(Stored data entries)
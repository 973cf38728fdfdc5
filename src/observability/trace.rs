//! Distributed tracing support.
//!
//! # Responsibilities
//! - Build the service's OpenTelemetry tracer provider
//! - Extract W3C trace context (`traceparent`) from incoming requests
//! - Inject the server span's context into responses
//! - Export finished spans in batches (OTLP when an endpoint is configured)
//!
//! # Design Decisions
//! - The provider is owned by `Observability`, never installed globally
//! - Batching runs on the SDK's worker, off the request path; a full queue drops
//! - Without an OTLP endpoint spans still carry ids for log correlation

use std::time::Duration;

use axum::http::HeaderMap;
use opentelemetry::propagation::TextMapPropagator;
use opentelemetry::trace::{SpanContext, TraceContextExt};
use opentelemetry::Context;
use opentelemetry_http::{HeaderExtractor, HeaderInjector};
use opentelemetry_otlp::{ExporterBuildError, WithExportConfig};
use opentelemetry_sdk::propagation::TraceContextPropagator;
use opentelemetry_sdk::trace::{
    BatchConfigBuilder, BatchSpanProcessor, RandomIdGenerator, Sampler, SdkTracerProvider,
    SpanExporter, TracerProviderBuilder,
};
use opentelemetry_sdk::Resource;

use crate::config::ObservabilityConfig;

/// Instrumentation scope name for spans created by the middleware.
pub const TRACER_NAME: &str = "instrumented-service";

fn provider_builder(config: &ObservabilityConfig) -> TracerProviderBuilder {
    let resource = Resource::builder()
        .with_service_name(config.service_name.clone())
        .build();

    SdkTracerProvider::builder()
        .with_sampler(Sampler::ParentBased(Box::new(Sampler::AlwaysOn)))
        .with_id_generator(RandomIdGenerator::default())
        .with_resource(resource)
}

/// A provider that creates spans but exports nothing.
pub fn local_provider(config: &ObservabilityConfig) -> SdkTracerProvider {
    provider_builder(config).build()
}

/// A provider handing finished spans to `exporter` in batches, every
/// `export_interval_secs`, with at most `span_queue_capacity` waiting.
pub fn batch_provider<E>(config: &ObservabilityConfig, exporter: E) -> SdkTracerProvider
where
    E: SpanExporter + 'static,
{
    let batch_config = BatchConfigBuilder::default()
        .with_scheduled_delay(Duration::from_secs(config.export_interval_secs.max(1)))
        .with_max_queue_size(config.span_queue_capacity.max(1))
        .build();
    let processor = BatchSpanProcessor::builder(exporter)
        .with_batch_config(batch_config)
        .build();

    provider_builder(config).with_span_processor(processor).build()
}

/// The provider used by the running service: OTLP/HTTP export when
/// `otlp_endpoint` is set, local-only otherwise.
pub fn service_provider(
    config: &ObservabilityConfig,
) -> Result<SdkTracerProvider, ExporterBuildError> {
    match &config.otlp_endpoint {
        Some(endpoint) => {
            let exporter = opentelemetry_otlp::SpanExporter::builder()
                .with_http()
                .with_endpoint(endpoint.as_str())
                .build()?;
            tracing::info!(endpoint = %endpoint, "OTLP span export enabled");
            Ok(batch_provider(config, exporter))
        }
        None => {
            tracing::info!("No OTLP endpoint configured, spans are not exported");
            Ok(local_provider(config))
        }
    }
}

/// Remote parent context from a `traceparent` header, or an empty context.
pub fn extract_parent(headers: &HeaderMap) -> Context {
    TraceContextPropagator::new().extract(&HeaderExtractor(headers))
}

/// Write `traceparent` for `span_context` into `headers`.
pub fn inject_traceparent(span_context: &SpanContext, headers: &mut HeaderMap) {
    let cx = Context::new().with_remote_span_context(span_context.clone());
    TraceContextPropagator::new().inject_context(&cx, &mut HeaderInjector(headers));
}

#[cfg(test)]
mod tests {
    use super::*;
    use axum::http::HeaderValue;
    use opentelemetry::trace::{
        Span as _, SpanId, TraceFlags, TraceId, TraceState, Tracer as _, TracerProvider as _,
    };
    use opentelemetry_sdk::trace::InMemorySpanExporter;

    const PARENT: &str = "00-4bf92f3577b34da6a3ce929d0e0e4736-00f067aa0ba902b7-01";

    fn headers(traceparent: &str) -> HeaderMap {
        let mut headers = HeaderMap::new();
        headers.insert("traceparent", HeaderValue::from_str(traceparent).unwrap());
        headers
    }

    #[test]
    fn test_extract_remote_parent() {
        let cx = extract_parent(&headers(PARENT));
        let parent = cx.span().span_context().clone();
        assert!(parent.is_valid());
        assert!(parent.is_remote());
        assert!(parent.is_sampled());
        assert_eq!(parent.trace_id().to_string(), "4bf92f3577b34da6a3ce929d0e0e4736");
        assert_eq!(parent.span_id().to_string(), "00f067aa0ba902b7");
    }

    #[test]
    fn test_invalid_traceparent_ignored() {
        let invalid = [
            "",
            "00-4bf92f3577b34da6a3ce929d0e0e4736-00f067aa0ba902b7",
            "00-00000000000000000000000000000000-00f067aa0ba902b7-01",
            "00-4bf92f3577b34da6a3ce929d0e0e4736-0000000000000000-01",
            "ff-4bf92f3577b34da6a3ce929d0e0e4736-00f067aa0ba902b7-01",
        ];
        for value in invalid {
            let cx = extract_parent(&headers(value));
            assert!(!cx.span().span_context().is_valid(), "{value}");
        }
        assert!(!extract_parent(&HeaderMap::new()).span().span_context().is_valid());
    }

    #[test]
    fn test_inject_renders_traceparent() {
        let context = SpanContext::new(
            TraceId::from_hex("4bf92f3577b34da6a3ce929d0e0e4736").unwrap(),
            SpanId::from_hex("00f067aa0ba902b7").unwrap(),
            TraceFlags::SAMPLED,
            false,
            TraceState::default(),
        );
        let mut headers = HeaderMap::new();
        inject_traceparent(&context, &mut headers);
        assert_eq!(headers.get("traceparent").unwrap(), PARENT);
    }

    #[test]
    fn test_batch_provider_exports_child_of_remote_parent() {
        let exporter = InMemorySpanExporter::default();
        let provider = batch_provider(&ObservabilityConfig::default(), exporter.clone());
        let tracer = provider.tracer(TRACER_NAME);

        let parent = extract_parent(&headers(PARENT));
        tracer
            .span_builder("GET /")
            .start_with_context(&tracer, &parent)
            .end();
        tracer.start("GET /healthz").end();
        provider.force_flush().unwrap();

        let spans = exporter.get_finished_spans().unwrap();
        assert_eq!(spans.len(), 2);
        assert_eq!(
            spans[0].span_context.trace_id().to_string(),
            "4bf92f3577b34da6a3ce929d0e0e4736"
        );
        assert_eq!(spans[0].parent_span_id.to_string(), "00f067aa0ba902b7");
        assert_eq!(spans[1].parent_span_id, SpanId::INVALID);
        assert_eq!(spans[0].span_context.span_id().to_string().len(), 16);
    }

    #[test]
    fn test_unsampled_parent_not_exported() {
        let exporter = InMemorySpanExporter::default();
        let provider = batch_provider(&ObservabilityConfig::default(), exporter.clone());
        let tracer = provider.tracer(TRACER_NAME);

        let parent = extract_parent(&headers(
            "00-4bf92f3577b34da6a3ce929d0e0e4736-00f067aa0ba902b7-00",
        ));
        let span = tracer
            .span_builder("GET /")
            .start_with_context(&tracer, &parent);
        // Ids still exist for log correlation.
        assert!(span.span_context().is_valid());
        drop(span);

        provider.force_flush().unwrap();
        assert!(exporter.get_finished_spans().unwrap().is_empty());
    }

    #[test]
    fn test_local_provider_needs_no_endpoint() {
        let config = ObservabilityConfig::default();
        assert!(config.otlp_endpoint.is_none());
        let provider = service_provider(&config).unwrap();
        let span = provider.tracer(TRACER_NAME).start("GET /");
        assert!(span.span_context().is_valid());
    }
}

Task requirements:
Give every line above again, word for word.

Output of the task:
repository 973cf38728fdfdc5
filename src/observability/trace.rs
//! Distributed tracing support.
//!
//! # Responsibilities
//! - Build the service's OpenTelemetry tracer provider
//! - Extract W3C trace context (`traceparent`) from incoming requests
//! - Inject the server span's context into responses
//! - Export finished spans in batches (OTLP when an endpoint is configured)
//!
//! # Design Decisions
//! - The provider is owned by `Observability`, never installed globally
//! - Batching runs on the SDK's worker, off the request path; a full queue drops
//! - Without an OTLP endpoint spans still carry ids for log correlation

use std::time::Duration;

use axum::http::HeaderMap;
use opentelemetry::propagation::TextMapPropagator;
use opentelemetry::trace::{SpanContext, TraceContextExt};
use opentelemetry::Context;
use opentelemetry_http::{HeaderExtractor, HeaderInjector};
use opentelemetry_otlp::{ExporterBuildError, WithExportConfig};
use opentelemetry_sdk::propagation::TraceContextPropagator;
use opentelemetry_sdk::trace::{
    BatchConfigBuilder, BatchSpanProcessor, RandomIdGenerator, Sampler, SdkTracerProvider,
    SpanExporter, TracerProviderBuilder,
};
use opentelemetry_sdk::Resource;

use crate::config::ObservabilityConfig;

/// Instrumentation scope name for spans created by the middleware.
pub const TRACER_NAME: &str = "instrumented-service";

fn provider_builder(config: &ObservabilityConfig) -> TracerProviderBuilder {
    let resource = Resource::builder()
        .with_service_name(config.service_name.clone())
        .build();

    SdkTracerProvider::builder()
        .with_sampler(Sampler::ParentBased(Box::new(Sampler::AlwaysOn)))
        .with_id_generator(RandomIdGenerator::default())
        .with_resource(resource)
}

/// A provider that creates spans but exports nothing.
pub fn local_provider(config: &ObservabilityConfig) -> SdkTracerProvider {
    provider_builder(config).build()
}

/// A provider handing finished spans to `exporter` in batches, every
/// `export_interval_secs`, with at most `span_queue_capacity` waiting.
pub fn batch_provider<E>(config: &ObservabilityConfig, exporter: E) -> SdkTracerProvider
where
    E: SpanExporter + 'static,
{
    let batch_config = BatchConfigBuilder::default()
        .with_scheduled_delay(Duration::from_secs(config.export_interval_secs.max(1)))
        .with_max_queue_size(config.span_queue_capacity.max(1))
        .build();
    let processor = BatchSpanProcessor::builder(exporter)
        .with_batch_config(batch_config)
        .build();

    provider_builder(config).with_span_processor(processor).build()
}

/// The provider used by the running service: OTLP/HTTP export when
/// `otlp_endpoint` is set, local-only otherwise.
pub fn service_provider(
    config: &ObservabilityConfig,
) -> Result<SdkTracerProvider, ExporterBuildError> {
    match &config.otlp_endpoint {
        Some(endpoint) => {
            let exporter = opentelemetry_otlp::SpanExporter::builder()
                .with_http()
                .with_endpoint(endpoint.as_str())
                .build()?;
            tracing::info!(endpoint = %endpoint, "OTLP span export enabled");
            Ok(batch_provider(config, exporter))
        }
        None => {
            tracing::info!("No OTLP endpoint configured, spans are not exported");
            Ok(local_provider(config))
        }
    }
}

/// Remote parent context from a `traceparent` header, or an empty context.
pub fn extract_parent(headers: &HeaderMap) -> Context {
    TraceContextPropagator::new().extract(&HeaderExtractor(headers))
}

/// Write `traceparent` for `span_context` into `headers`.
pub fn inject_traceparent(span_context: &SpanContext, headers: &mut HeaderMap) {
    let cx = Context::new().with_remote_span_context(span_context.clone());
    TraceContextPropagator::new().inject_context(&cx, &mut HeaderInjector(headers));
}

#[cfg(test)]
mod tests {
    use super::*;
    use axum::http::HeaderValue;
    use opentelemetry::trace::{
        Span as _, SpanId, TraceFlags, TraceId, TraceState, Tracer as _, TracerProvider as _,
    };
    use opentelemetry_sdk::trace::InMemorySpanExporter;

    const PARENT: &str = "00-4bf92f3577b34da6a3ce929d0e0e4736-00f067aa0ba902b7-01";

    fn headers(traceparent: &str) -> HeaderMap {
        let mut headers = HeaderMap::new();
        headers.insert("traceparent", HeaderValue::from_str(traceparent).unwrap());
        headers
    }

    #[test]
    fn test_extract_remote_parent() {
        let cx = extract_parent(&headers(PARENT));
        let parent = cx.span().span_context().clone();
        assert!(parent.is_valid());
        assert!(parent.is_remote());
        assert!(parent.is_sampled());
        assert_eq!(parent.trace_id().to_string(), "4bf92f3577b34da6a3ce929d0e0e4736");
        assert_eq!(parent.span_id().to_string(), "00f067aa0ba902b7");
    }

    #[test]
    fn test_invalid_traceparent_ignored() {
        let invalid = [
            "",
            "00-4bf92f3577b34da6a3ce929d0e0e4736-00f067aa0ba902b7",
            "00-00000000000000000000000000000000-00f067aa0ba902b7-01",
            "00-4bf92f3577b34da6a3ce929d0e0e4736-0000000000000000-01",
            "ff-4bf92f3577b34da6a3ce929d0e0e4736-00f067aa0ba902b7-01",
        ];
        for value in invalid {
            let cx = extract_parent(&headers(value));
            assert!(!cx.span().span_context().is_valid(), "{value}");
        }
        assert!(!extract_parent(&HeaderMap::new()).span().span_context().is_valid());
    }

    #[test]
    fn test_inject_renders_traceparent() {
        let context = SpanContext::new(
            TraceId::from_hex("4bf92f3577b34da6a3ce929d0e0e4736").unwrap(),
            SpanId::from_hex("00f067aa0ba902b7").unwrap(),
            TraceFlags::SAMPLED,
            false,
            TraceState::default(),
        );
        let mut headers = HeaderMap::new();
        inject_traceparent(&context, &mut headers);
        assert_eq!(headers.get("traceparent").unwrap(), PARENT);
    }

    #[test]
    fn test_batch_provider_exports_child_of_remote_parent() {
        let exporter = InMemorySpanExporter::default();
        let provider = batch_provider(&ObservabilityConfig::default(), exporter.clone());
        let tracer = provider.tracer(TRACER_NAME);

        let parent = extract_parent(&headers(PARENT));
        tracer
            .span_builder("GET /")
            .start_with_context(&tracer, &parent)
            .end();
        tracer.start("GET /healthz").end();
        provider.force_flush().unwrap();

        let spans = exporter.get_finished_spans().unwrap();
        assert_eq!(spans.len(), 2);
        assert_eq!(
            spans[0].span_context.trace_id().to_string(),
            "4bf92f3577b34da6a3ce929d0e0e4736"
        );
        assert_eq!(spans[0].parent_span_id.to_string(), "00f067aa0ba902b7");
        assert_eq!(spans[1].parent_span_id, SpanId::INVALID);
        assert_eq!(spans[0].span_context.span_id().to_string().len(), 16);
    }

    #[test]
    fn test_unsampled_parent_not_exported() {
        let exporter = InMemorySpanExporter::default();
        let provider = batch_provider(&ObservabilityConfig::default(), exporter.clone());
        let tracer = provider.tracer(TRACER_NAME);

        let parent = extract_parent(&headers(
            "00-4bf92f3577b34da6a3ce929d0e0e4736-00f067aa0ba902b7-00",
        ));
        let span = tracer
            .span_builder("GET /")
            .start_with_context(&tracer, &parent);
        // Ids still exist for log correlation.
        assert!(span.span_context().is_valid());
        drop(span);

        provider.force_flush().unwrap();
        assert!(exporter.get_finished_spans().unwrap().is_empty());
    }

    #[test]
    fn test_local_provider_needs_no_endpoint() {
        let config = ObservabilityConfig::default();
        assert!(config.otlp_endpoint.is_none());
        let provider = service_provider(&config).unwrap();
        let span = provider.tracer(TRACER_NAME).start("GET /");
        assert!(span.span_context().is_valid());
    }
}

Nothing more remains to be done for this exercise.